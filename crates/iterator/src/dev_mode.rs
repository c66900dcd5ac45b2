//! Dev-mode postcondition checks: expensive validation layered on top
//! of a message iterator's output, meant for test and debug builds
//! (see the crate-level `dev-mode` feature). These checks catch a
//! broken iterator implementation; they are not part of the contract a
//! release build pays for on every message.

use flowtrace_message::{Message, StreamProtocolValidator};

use crate::{Advance, Error, MAX_MESSAGES_PER_ADVANCE};

/// Accumulates cross-call state needed to check postconditions that
/// span more than one `next()` call: the per-stream protocol validator
/// and the last default clock snapshot timestamp seen per stream.
#[derive(Default)]
pub struct DevModeChecker {
    protocol: StreamProtocolValidator,
    last_ns_from_origin: Option<i64>,
}

impl DevModeChecker {
    /// Creates a checker with no history yet.
    pub fn new() -> Self {
        Self::default()
    }

    /// Checks `advance`, returning [`Error::PostconditionViolated`] if
    /// any invariant is broken.
    ///
    /// Checks applied:
    /// - a single `next()` call never returns more than
    ///   [`MAX_MESSAGES_PER_ADVANCE`] messages;
    /// - default clock snapshot timestamps are non-decreasing across
    ///   the whole sequence of calls;
    /// - every message obeys its stream's per-stream protocol.
    ///
    /// # Errors
    ///
    /// Returns [`Error::PostconditionViolated`] on the first violation
    /// found.
    pub fn check(&mut self, advance: &Advance) -> Result<(), Error> {
        let Advance::Messages(messages) = advance else {
            return Ok(());
        };

        if messages.len() > MAX_MESSAGES_PER_ADVANCE {
            return Err(Error::PostconditionViolated(format!(
                "next() returned {} messages, more than the cap of {MAX_MESSAGES_PER_ADVANCE}",
                messages.len()
            )));
        }

        for message in messages {
            self.check_monotonic_timestamp(message)?;
            self.protocol
                .validate(message)
                .map_err(|e| Error::PostconditionViolated(e.to_string()))?;
        }

        Ok(())
    }

    fn check_monotonic_timestamp(&mut self, message: &Message) -> Result<(), Error> {
        let Some(snapshot) = message.default_clock_snapshot() else {
            return Ok(());
        };
        let ns = snapshot.ns_from_origin();
        if let Some(last) = self.last_ns_from_origin {
            if ns < last {
                return Err(Error::PostconditionViolated(format!(
                    "default clock snapshot went backward: {ns} after {last}"
                )));
            }
        }
        self.last_ns_from_origin = Some(ns);
        Ok(())
    }
}

#[cfg(test)]
mod test {
    use super::*;
    use flowtrace_clock::ClockClass;
    use flowtrace_clock::ClockSnapshot;
    use flowtrace_field_class::Mip;
    use flowtrace_message::Message;
    use flowtrace_trace_ir::{Trace, TraceClass};
    use smallvec::smallvec;

    fn stream() -> flowtrace_trace_ir::Stream {
        let trace_class = TraceClass::new(Mip::AtLeastOne);
        let stream_class = trace_class.create_stream_class(0).unwrap();
        let trace = Trace::new(trace_class);
        trace.create_stream(stream_class, 0).unwrap()
    }

    #[test]
    fn backward_timestamp_is_rejected() {
        let clock = ClockClass::new(1_000_000_000).unwrap();
        let s = stream();
        let mut checker = DevModeChecker::new();

        let first = Advance::Messages(smallvec![Message::StreamBeginning {
            stream: s.clone(),
            default_clock_snapshot: Some(ClockSnapshot::new(clock.clone(), 100).unwrap()),
        }]);
        checker.check(&first).unwrap();

        let second = Advance::Messages(smallvec![Message::StreamEnd {
            stream: s,
            default_clock_snapshot: Some(ClockSnapshot::new(clock, 50).unwrap()),
        }]);
        assert!(matches!(checker.check(&second), Err(Error::PostconditionViolated(_))));
    }

    #[test]
    fn oversized_batch_is_rejected() {
        let mut checker = DevModeChecker::new();
        let messages: smallvec::SmallVec<[Message; 4]> = (0..MAX_MESSAGES_PER_ADVANCE + 1)
            .map(|_| Message::MessageIteratorInactivity {
                clock_snapshot: ClockSnapshot::new(ClockClass::new(1000).unwrap(), 0).unwrap(),
            })
            .collect();
        let advance = Advance::Messages(messages);
        assert!(matches!(checker.check(&advance), Err(Error::PostconditionViolated(_))));
    }
}
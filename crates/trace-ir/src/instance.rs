//! Trace and stream instances: the runtime objects built from a trace
//! class, carrying the data that varies per capture rather than per
//! schema (environment overrides aside, a trace's shape always comes
//! from its trace class).

use std::cell::RefCell;
use std::rc::Rc;

use crate::class::{StreamClass, TraceClass};
use crate::Error;

struct StreamData {
    stream_class: StreamClass,
    trace: Trace,
    id: u64,
    name: Option<String>,
}

/// A shared handle to a stream: one sequence of packets and/or events,
/// instantiated from a [`StreamClass`].
#[derive(Clone)]
pub struct Stream(Rc<RefCell<StreamData>>);

impl Stream {
    pub(crate) fn new(stream_class: StreamClass, trace: Trace, id: u64) -> Self {
        Self(Rc::new(RefCell::new(StreamData { stream_class, trace, id, name: None })))
    }

    /// The stream class this stream was instantiated from.
    pub fn stream_class(&self) -> StreamClass {
        self.0.borrow().stream_class.clone()
    }

    /// The trace this stream belongs to.
    pub fn trace(&self) -> Trace {
        self.0.borrow().trace.clone()
    }

    /// This stream's identifier, unique within its trace.
    pub fn id(&self) -> u64 {
        self.0.borrow().id
    }

    /// This stream's name, if any.
    pub fn name(&self) -> Option<String> {
        self.0.borrow().name.clone()
    }

    /// Sets this stream's name.
    pub fn set_name(&self, name: impl Into<String>) {
        self.0.borrow_mut().name = Some(name.into());
    }

    /// Returns `true` iff `self` and `other` are handles to the same
    /// stream.
    pub fn is_same_instance(&self, other: &Stream) -> bool {
        Rc::ptr_eq(&self.0, &other.0)
    }
}

impl PartialEq for Stream {
    fn eq(&self, other: &Self) -> bool {
        self.is_same_instance(other)
    }
}

impl Eq for Stream {}

impl std::hash::Hash for Stream {
    fn hash<H: std::hash::Hasher>(&self, state: &mut H) {
        (Rc::as_ptr(&self.0) as usize).hash(state);
    }
}

struct TraceData {
    trace_class: TraceClass,
    streams: Vec<Stream>,
    assigns_automatic_stream_ids: bool,
}

/// A shared handle to a trace: the runtime instance of a [`TraceClass`],
/// owning every stream captured under it.
#[derive(Clone)]
pub struct Trace(Rc<RefCell<TraceData>>);

impl Trace {
    /// Creates an empty trace instantiated from `trace_class`.
    pub fn new(trace_class: TraceClass) -> Self {
        Self(Rc::new(RefCell::new(TraceData {
            trace_class,
            streams: Vec::new(),
            assigns_automatic_stream_ids: true,
        })))
    }

    /// The trace class this trace was instantiated from.
    pub fn trace_class(&self) -> TraceClass {
        self.0.borrow().trace_class.clone()
    }

    /// Creates and appends a new stream of the given stream class.
    ///
    /// # Errors
    ///
    /// Returns [`Error::InvalidConfiguration`] if `stream_class` does
    /// not belong to this trace's trace class, or [`Error::DuplicateId`]
    /// if `id` is already used and this trace does not assign
    /// automatic stream ids.
    pub fn create_stream(&self, stream_class: StreamClass, id: u64) -> Result<Stream, Error> {
        let belongs = stream_class
            .trace_class()
            .map(|sc_trace_class| sc_trace_class.is_same_instance(&self.0.borrow().trace_class))
            .unwrap_or(false);
        if !belongs {
            return Err(Error::InvalidConfiguration("stream class does not belong to this trace's trace class"));
        }

        let mut data = self.0.borrow_mut();
        let id = if data.assigns_automatic_stream_ids {
            data.streams.len() as u64
        } else {
            if data.streams.iter().any(|s| s.id() == id) {
                return Err(Error::DuplicateId(id));
            }
            id
        };
        let stream = Stream::new(stream_class, self.clone(), id);
        data.streams.push(stream.clone());
        Ok(stream)
    }

    /// The streams of this trace, in creation order.
    pub fn streams(&self) -> Vec<Stream> {
        self.0.borrow().streams.clone()
    }

    /// Returns `true` iff `self` and `other` are handles to the same
    /// trace.
    pub fn is_same_instance(&self, other: &Trace) -> bool {
        Rc::ptr_eq(&self.0, &other.0)
    }
}
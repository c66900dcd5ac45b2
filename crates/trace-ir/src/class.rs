//! Trace, stream, and event classes: the schema shared by every trace,
//! stream, and event instance built from them.

use std::cell::RefCell;
use std::rc::{Rc, Weak};

use flowtrace_attrs::UserAttributes;
use flowtrace_clock::ClockClass;
use flowtrace_field_class::{FieldClass, Mip};

use crate::Error;

/// A listener invoked just before a trace class is dropped (its
/// strong count reaches zero). Registering or firing listeners never
/// changes the trace class's own refcount: the listener list is owned
/// by the trace class's interior data, not held externally.
pub type DestructionListener<T> = Box<dyn FnMut(&T)>;

#[derive(Default)]
struct ListenerList<T> {
    listeners: Vec<DestructionListener<T>>,
}

impl<T> ListenerList<T> {
    fn push(&mut self, listener: DestructionListener<T>) {
        self.listeners.push(listener);
    }
}

impl<T> std::fmt::Debug for ListenerList<T> {
    fn fmt(&self, f: &mut std::fmt::Formatter<'_>) -> std::fmt::Result {
        f.debug_struct("ListenerList").field("count", &self.listeners.len()).finish()
    }
}

struct EventClassData {
    stream_class: Weak<RefCell<StreamClassData>>,
    id: u64,
    name: Option<String>,
    log_level: Option<LogLevel>,
    emf_uri: Option<String>,
    specific_context_field_class: Option<FieldClass>,
    payload_field_class: Option<FieldClass>,
    user_attributes: UserAttributes,
    frozen: bool,
    on_destruction: ListenerList<EventClass>,
}

/// A logging level attached to an event class, in Babeltrace/syslog
/// severity order (most severe first).
#[derive(Clone, Copy, Debug, PartialEq, Eq, Hash)]
pub enum LogLevel {
    /// System is unusable.
    Emergency,
    /// Action must be taken immediately.
    Alert,
    /// Critical condition.
    Critical,
    /// Error condition.
    Error,
    /// Warning condition.
    Warning,
    /// Normal but significant condition.
    Notice,
    /// Informational message.
    Info,
    /// Verbose debug-level message.
    DebugSystem,
    /// Application-level debug message.
    DebugProgram,
    /// Process-level debug message.
    DebugProcess,
    /// Module-level debug message.
    DebugModule,
    /// Unit-level debug message.
    DebugUnit,
    /// Function-level debug message.
    DebugFunction,
    /// Line-level debug message.
    DebugLine,
    /// Unqualified debug message.
    Debug,
}

/// A shared handle to an event class: the schema of one kind of event
/// within a stream class.
#[derive(Clone)]
pub struct EventClass(Rc<RefCell<EventClassData>>);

[Exercise] Locate the word "sequence" in the entries, and copy every line where it is found.

[Task result]
    ///   the whole sequence of calls;
/// A shared handle to a stream: one sequence of packets and/or events,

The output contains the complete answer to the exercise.